Output the opening lines of the records exactly. End with the line that contains "extern crate slog_scope;".

------ Material supplied

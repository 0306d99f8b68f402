// Copyright 2022 TiKV Project Authors. Licensed under Apache-2.0.

//! Operational tooling for continuous log backup tasks: stop, pause, resume
//! and inspect them through the meta service.

#[macro_use]
extern crate slog;
#[macro_use]
extern crate slog_scope;

use slog::Drain;
use structopt::StructOpt;

use log_backup_advancer::{
    errors::{Error, Result},
    metadata::{store::EtcdStore, MetadataClient},
    types::TimeStamp,
};

#[derive(StructOpt)]
#[structopt(
    name = "backup-stream-ctl",
    about = "Operate continuous log backup tasks."
)]
struct Opt {
    /// The endpoints of the meta service.
    #[structopt(long = "pd", default_value = "127.0.0.1:2379", use_delimiter = true)]
    pd: Vec<String>,
    #[structopt(subcommand)]
    cmd: Command,
}

#[derive(StructOpt)]
enum Command {
    /// Stop the task and remove its metadata.
    Stop {
        #[structopt(long)]
        task: String,
    },
    /// Pause the task, recording the reason.
    Pause {
        #[structopt(long)]
        task: String,
        #[structopt(long, default_value = "paused by the operator")]
        reason: String,
    },
    /// Resume a paused task.
    Resume {
        #[structopt(long)]
        task: String,
    },
    /// Print the task, its checkpoint and the pause state.
    Status {
        #[structopt(long)]
        task: String,
    },
}

#[tokio::main]
async fn main() {
    let decorator = slog_term::TermDecorator::new().stderr().build();
    let drain = slog_term::FullFormat::new(decorator).build().fuse();
    let drain = slog_async::Async::new(drain).build().fuse();
    let logger = slog::Logger::root(drain, slog::o!());
    let guard = slog_scope::set_global_logger(logger);

    let opt = Opt::from_args();
    if let Err(err) = run(opt).await {
        error!("the operation failed"; "err" => %err);
        // Flush the async drain before bailing out.
        drop(guard);
        std::process::exit(1);
    }
}

async fn run(opt: Opt) -> Result<()> {
    let store = EtcdStore::connect(&opt.pd).await?;
    let cli = MetadataClient::new(store);
    match opt.cmd {
        Command::Stop { task } => {
            ensure_exists(&cli, &task).await?;
            cli.remove_task(&task).await?;
            info!("the task has been stopped"; "task" => %task);
        }
        Command::Pause { task, reason } => {
            ensure_exists(&cli, &task).await?;
            cli.pause(&task, &reason).await?;
            info!("the task has been paused"; "task" => %task, "reason" => %reason);
        }
        Command::Resume { task } => {
            ensure_exists(&cli, &task).await?;
            cli.resume(&task).await?;
            info!("the task has been resumed"; "task" => %task);
        }
        Command::Status { task } => {
            let info = cli.get_task(&task).await?.ok_or_else(|| Error::NoSuchTask {
                task_name: task.clone(),
            })?;
            let checkpoint = cli.global_checkpoint_of(&task).await?;
            let paused = cli.paused(&task).await?;
            let last_error = cli.get_last_error(&task).await?;
            println!("task: {}", info.info.name);
            println!("start-ts: {}", info.info.start_ts);
            match checkpoint {
                Some(ts) => println!(
                    "checkpoint: {} ({} ms since epoch)",
                    ts,
                    ts.physical()
                ),
                None => println!("checkpoint: <never published>"),
            }
            match paused {
                Some(reason) => println!("paused: yes ({})", reason),
                None => println!("paused: no"),
            }
            if let Some(err) = last_error {
                println!(
                    "last-error: {} (at {})",
                    err.error_message,
                    TimeStamp::compose(err.happen_at, 0)
                );
            }
        }
    }
    Ok(())
}

async fn ensure_exists<S: log_backup_advancer::metadata::store::MetaStore>(
    cli: &MetadataClient<S>,
    task: &str,
) -> Result<()> {
    cli.get_task(task)
        .await?
        .map(|_| ())
        .ok_or_else(|| Error::NoSuchTask {
            task_name: task.to_owned(),
        })
}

------------

» **Exercise result**:
repository 0306d99f8b68f402
// Copyright 2022 TiKV Project Authors. Licensed under Apache-2.0.

//! Operational tooling for continuous log backup tasks: stop, pause, resume
//! and inspect them through the meta service.

#[macro_use]
extern crate slog;
#[macro_use]
extern crate slog_scope;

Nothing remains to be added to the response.